Whenever a line contains the string "struct", copy it out of the entries.
BEGIN Entries shown
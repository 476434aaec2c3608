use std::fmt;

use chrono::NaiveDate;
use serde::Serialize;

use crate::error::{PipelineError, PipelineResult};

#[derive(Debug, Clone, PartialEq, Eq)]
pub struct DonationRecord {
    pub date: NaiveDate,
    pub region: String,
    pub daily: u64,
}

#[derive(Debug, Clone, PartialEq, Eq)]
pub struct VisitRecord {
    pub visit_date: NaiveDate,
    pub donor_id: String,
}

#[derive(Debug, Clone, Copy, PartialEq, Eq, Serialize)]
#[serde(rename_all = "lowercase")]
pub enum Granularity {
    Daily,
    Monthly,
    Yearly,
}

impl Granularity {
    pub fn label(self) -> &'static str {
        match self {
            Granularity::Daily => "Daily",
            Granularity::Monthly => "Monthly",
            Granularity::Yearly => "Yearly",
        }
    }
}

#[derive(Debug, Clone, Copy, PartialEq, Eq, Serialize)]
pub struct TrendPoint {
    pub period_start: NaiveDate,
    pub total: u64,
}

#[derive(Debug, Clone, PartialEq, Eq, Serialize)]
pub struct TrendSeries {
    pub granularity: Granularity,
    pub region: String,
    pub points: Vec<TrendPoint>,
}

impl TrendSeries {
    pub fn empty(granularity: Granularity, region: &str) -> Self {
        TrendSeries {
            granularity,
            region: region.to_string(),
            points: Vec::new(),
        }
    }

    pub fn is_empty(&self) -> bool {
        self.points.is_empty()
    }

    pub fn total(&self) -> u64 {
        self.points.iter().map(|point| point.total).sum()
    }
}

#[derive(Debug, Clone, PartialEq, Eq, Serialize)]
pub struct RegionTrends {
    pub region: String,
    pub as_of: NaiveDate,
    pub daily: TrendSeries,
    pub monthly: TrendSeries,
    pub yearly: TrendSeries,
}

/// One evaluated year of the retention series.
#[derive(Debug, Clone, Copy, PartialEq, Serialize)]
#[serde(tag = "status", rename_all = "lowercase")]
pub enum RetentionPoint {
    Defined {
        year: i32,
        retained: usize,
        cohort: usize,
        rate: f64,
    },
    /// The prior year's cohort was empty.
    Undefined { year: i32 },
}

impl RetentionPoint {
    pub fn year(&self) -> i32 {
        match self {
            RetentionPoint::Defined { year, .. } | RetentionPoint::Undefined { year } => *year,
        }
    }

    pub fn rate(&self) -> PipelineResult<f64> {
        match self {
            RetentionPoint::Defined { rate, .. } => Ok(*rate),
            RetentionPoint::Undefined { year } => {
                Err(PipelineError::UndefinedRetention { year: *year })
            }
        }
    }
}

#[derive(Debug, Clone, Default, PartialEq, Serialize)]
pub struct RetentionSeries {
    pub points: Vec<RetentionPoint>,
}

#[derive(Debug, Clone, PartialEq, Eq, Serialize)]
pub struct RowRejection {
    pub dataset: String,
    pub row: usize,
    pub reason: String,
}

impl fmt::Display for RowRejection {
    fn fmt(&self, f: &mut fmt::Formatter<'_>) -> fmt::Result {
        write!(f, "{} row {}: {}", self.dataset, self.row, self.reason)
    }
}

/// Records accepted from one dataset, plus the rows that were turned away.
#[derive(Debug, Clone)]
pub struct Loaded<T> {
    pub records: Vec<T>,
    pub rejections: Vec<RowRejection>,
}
END Entries shown
• Response box:
pub struct DonationRecord {
pub struct VisitRecord {
pub struct TrendPoint {
pub struct TrendSeries {
pub struct RegionTrends {
pub struct RetentionSeries {
pub struct RowRejection {
pub struct Loaded<T> {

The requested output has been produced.